Material to process =

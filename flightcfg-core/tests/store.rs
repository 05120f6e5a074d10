mod common;

use common::{blank_flash, initialized_store, store_on, Recorder, TrackingRx, REGION};
use flightcfg_core::config::record::MixerMode;
use flightcfg_core::resolver::Rule;
use flightcfg_core::storage::image::ImageError;
use flightcfg_core::storage::{WriteError, WRITE_ATTEMPTS};
use flightcfg_core::{ConfigRecord, ConfigStore, FailureReason, FeatureMask, Target};
use flightcfg_hal::FlashError;

#[test]
fn test_save_then_load_round_trips() {
    let mut store = initialized_store(Target::Naze);
    let mut subsystems = Recorder::default();
    store.load(&mut subsystems).unwrap();

    let record = store.record_mut();
    record.profiles[1].pid.p8[0] = 55;
    record.rate_profiles[2].rc_expo = 70;
    record.features.insert(FeatureMask::GPS | FeatureMask::TELEMETRY);
    record.acc_zero.pitch = -12;
    record.custom_motor_mix[0].yaw = -1.0;
    let saved = store.record().clone();
    store.save().unwrap();

    let (flash, _) = store.into_parts();
    let mut reloaded = store_on(flash, Target::Naze);
    let report = reloaded.load(&mut subsystems).unwrap();

    assert!(report.is_empty());
    assert_eq!(reloaded.record(), &saved);
}

#[test]
fn test_ensure_valid_heals_zeroed_flash() {
    let mut flash = blank_flash();
    flash.fill(0x00);
    let mut store = store_on(flash, Target::Naze);

    assert!(!store.validate());
    store.ensure_valid().unwrap();

    assert!(store.validate());
    assert_eq!(store.record(), &ConfigRecord::defaults(Target::Naze));
}

#[test]
fn test_ensure_valid_heals_garbage_flash() {
    let mut flash = blank_flash();
    let garbage: Vec<u8> = (0..REGION).map(|i| (i * 31 + 7) as u8).collect();
    flash.write_raw(0, &garbage);
    let mut store = store_on(flash, Target::SpRacingF3);

    assert!(!store.validate());
    store.ensure_valid().unwrap();
    assert!(store.validate());
    assert_eq!(store.record(), &ConfigRecord::defaults(Target::SpRacingF3));
}

#[test]
fn test_ensure_valid_heals_wrong_version() {
    let mut store = initialized_store(Target::Naze);
    store.record_mut().small_angle = 40;
    store.save().unwrap();

    store.flash_mut().corrupt(0, 0x01);
    assert!(!store.validate());

    store.ensure_valid().unwrap();
    assert!(store.validate());
    assert_eq!(store.record().small_angle, 25);
    assert_eq!(store.record(), &ConfigRecord::defaults(Target::Naze));
}

#[test]
fn test_ensure_valid_leaves_valid_flash_alone() {
    let mut store = initialized_store(Target::Naze);
    let programs = store.flash().program_count();

    store.ensure_valid().unwrap();

    assert_eq!(store.flash().program_count(), programs);
}

#[test]
fn test_load_rejects_invalid_flash() {
    let mut store = store_on(blank_flash(), Target::Naze);
    let result = store.load(&mut Recorder::default());
    assert_eq!(
        result.unwrap_err(),
        FailureReason::InvalidStoredConfig(ImageError::Version(0xFF))
    );

    let mut store = initialized_store(Target::Naze);
    store.flash_mut().corrupt(700, 0x10);
    let result = store.load(&mut Recorder::default());
    assert_eq!(
        result.unwrap_err(),
        FailureReason::InvalidStoredConfig(ImageError::Checksum)
    );
}

#[test]
fn test_every_attempt_failing_is_fatal() {
    let mut flash = blank_flash();
    flash.set_always_fail(true);
    let mut store = store_on(flash, Target::Naze);

    assert_eq!(
        store.ensure_valid(),
        Err(FailureReason::FlashWriteFailed(WriteError {
            attempts: WRITE_ATTEMPTS,
            last_fault: FlashError::Erase,
        }))
    );
    assert!(store.flash().is_locked());
}

#[test]
fn test_transient_faults_are_retried() {
    let mut flash = blank_flash();
    flash.fail_next_programs(2);
    let mut store = store_on(flash, Target::Naze);

    store.ensure_valid().unwrap();

    assert!(store.validate());
    assert_eq!(store.flash().clear_count(), 3);
}

#[test]
fn test_stuck_cell_fails_verification() {
    let mut flash = blank_flash();
    // Version byte 115 has the top bit clear
    flash.stick_bits(0, 0x80);
    let mut store = store_on(flash, Target::Naze);

    assert_eq!(store.save(), Err(FailureReason::VerifyFailed));
}

#[test]
fn test_out_of_range_profile_index_resets_to_first() {
    let mut store = initialized_store(Target::Naze);
    store.record_mut().current_profile_index = 9;
    store.save().unwrap();

    store.load(&mut Recorder::default()).unwrap();

    assert_eq!(store.record().current_profile_index, 0);
    assert_eq!(store.selector().profile(), 0);
}

#[test]
fn test_out_of_range_rate_index_resets_to_first() {
    let mut store = initialized_store(Target::Naze);
    let record = store.record_mut();
    record.current_profile_index = 1;
    record.profiles[1].default_rate_profile_index = 5;
    store.save().unwrap();

    store.load(&mut Recorder::default()).unwrap();

    assert_eq!(store.selector().profile(), 1);
    assert_eq!(store.selector().rate_profile(), 0);
    assert_eq!(store.record().profiles[1].default_rate_profile_index, 0);
}

#[test]
fn test_out_of_range_rate_index_in_inactive_profile_is_reset() {
    let mut store = initialized_store(Target::Naze);
    let record = store.record_mut();
    record.current_profile_index = 0;
    record.profiles[1].default_rate_profile_index = 9;
    record.profiles[2].default_rate_profile_index = 3;
    store.save().unwrap();

    store.load(&mut Recorder::default()).unwrap();

    let profiles = &store.record().profiles;
    assert_eq!(store.selector().profile(), 0);
    assert_eq!(profiles[0].default_rate_profile_index, 0);
    assert_eq!(profiles[1].default_rate_profile_index, 0);
    assert_eq!(profiles[2].default_rate_profile_index, 0);
}

#[test]
fn test_profile_selects_its_default_rate_profile() {
    let mut store = initialized_store(Target::Naze);
    let mut subsystems = Recorder::default();

    let selected = store.change_profile(2, &mut subsystems).unwrap();

    assert_eq!(selected, 2);
    assert_eq!(store.selector().rate_profile(), 2);
    assert_eq!(subsystems.beeps, [3]);
}

#[test]
fn test_change_profile_persists_and_clamps() {
    let mut store = initialized_store(Target::Naze);
    let mut subsystems = Recorder::default();

    assert_eq!(store.change_profile(9, &mut subsystems).unwrap(), 2);

    let (flash, _) = store.into_parts();
    let mut reloaded = store_on(flash, Target::Naze);
    reloaded.load(&mut subsystems).unwrap();
    assert_eq!(reloaded.selector().profile(), 2);
    assert_eq!(reloaded.record().current_profile_index, 2);
}

#[test]
fn test_change_rate_profile_is_session_only() {
    let mut store = initialized_store(Target::Naze);
    let mut subsystems = Recorder::default();
    store.load(&mut subsystems).unwrap();
    store.record_mut().rate_profiles[2].rc_rate = 90;
    subsystems.clear_calls();
    let programs = store.flash().program_count();

    assert_eq!(store.change_rate_profile(7, &mut subsystems), 2);

    assert_eq!(subsystems.calls, ["curves"]);
    assert_eq!(subsystems.curves.unwrap().pitch_roll[5], 450);
    assert_eq!(store.flash().program_count(), programs);
    assert_eq!(store.current_rate_profile().rc_rate, 90);
}

#[test]
fn test_save_and_reload_beeps_once() {
    let mut store = initialized_store(Target::Naze);
    let mut subsystems = Recorder::default();

    store.save_and_reload(&mut subsystems).unwrap();

    assert_eq!(subsystems.beeps, [1]);
    assert!(subsystems.calls.contains(&"imu"));
}

#[test]
fn test_serial_receiver_beats_parallel_pwm_on_load() {
    let mut store = initialized_store(Target::Naze);
    store.record_mut().features =
        FeatureMask::RX_SERIAL | FeatureMask::RX_PARALLEL_PWM | FeatureMask::FAILSAFE;
    store.save().unwrap();

    let report = store.load(&mut Recorder::default()).unwrap();

    assert!(store.is_configured(FeatureMask::RX_SERIAL));
    assert!(!store.is_configured(FeatureMask::RX_PARALLEL_PWM));
    assert!(report.applied(Rule::RxPriority));
}

#[test]
fn test_load_activates_in_fixed_order() {
    let mut store = initialized_store(Target::Naze);
    let mut subsystems = Recorder::default();

    store.load(&mut subsystems).unwrap();

    assert_eq!(
        subsystems.calls,
        [
            "curves",
            "adjustments",
            "rc_controls",
            "gyro",
            "telemetry",
            "pid_controller",
            "gps",
            "failsafe",
            "acc_trims",
            "mixer",
            "imu",
            "alt_hold",
            "baro",
        ]
    );
}

#[test]
fn test_reapplying_overwrites_subsystem_state() {
    let mut store = initialized_store(Target::Naze);
    let mut subsystems = Recorder::default();
    store.load(&mut subsystems).unwrap();
    assert_eq!(subsystems.mixer_mode, Some(MixerMode::QuadX));

    let record = store.record_mut();
    record.mixer.mode = MixerMode::Hex6;
    record.failsafe.delay = 30;
    record.acc_zero.roll = 17;
    record.profiles[0].pid.gyro_soft_lpf = 2;
    subsystems.clear_calls();
    store.save_and_reload(&mut subsystems).unwrap();

    assert_eq!(subsystems.calls.len(), 13);
    assert_eq!(subsystems.mixer_mode, Some(MixerMode::Hex6));
    assert_eq!(subsystems.failsafe.unwrap().delay, 30);
    assert_eq!(subsystems.acc_trims.unwrap().roll, 17);
    assert!(subsystems.fir.unwrap().is_some());

    // Same record again: identical state
    let snapshot = (subsystems.curves, subsystems.imu, subsystems.telemetry);
    store.load(&mut subsystems).unwrap();
    assert_eq!((subsystems.curves, subsystems.imu, subsystems.telemetry), snapshot);
}

#[test]
fn test_receiver_capture_paused_only_during_store_operations() {
    let mut store = ConfigStore::new(blank_flash(), TrackingRx::default(), Target::Naze).unwrap();

    store.ensure_valid().unwrap();
    store.load(&mut Recorder::default()).unwrap();

    assert_eq!(store.rx().suspends, 2);
    assert!(!store.rx().suspended);
}

#[test]
fn test_active_features_stay_latched_until_relatched() {
    let mut store = initialized_store(Target::Naze);
    let mut subsystems = Recorder::default();
    store.load(&mut subsystems).unwrap();
    store.latch_active_features();

    store.clear_features(FeatureMask::ONESHOT125);
    store.set_features(FeatureMask::GPS);
    store.save_and_reload(&mut subsystems).unwrap();

    assert!(store.is_active(FeatureMask::ONESHOT125));
    assert!(!store.is_active(FeatureMask::GPS));
    assert!(store.is_configured(FeatureMask::GPS));
    assert_eq!(store.motor_restart_delay_ms(), 1500);

    store.latch_active_features();
    assert!(store.is_active(FeatureMask::GPS));
    assert_eq!(store.motor_restart_delay_ms(), 0);
}

#[test]
fn test_reset_to_defaults_restores_selection() {
    let mut store = initialized_store(Target::AlienWiiF3);
    let mut subsystems = Recorder::default();
    store.change_profile(1, &mut subsystems).unwrap();
    store.record_mut().esc_servo.min_throttle = 1200;

    store.reset_to_defaults();

    assert_eq!(store.selector().profile(), 0);
    assert_eq!(store.current_min_throttle(), 1000);
}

Aim of the task = Give the count of lines in the entries above that hold the word "corrupt", with no other words.

Solution = 2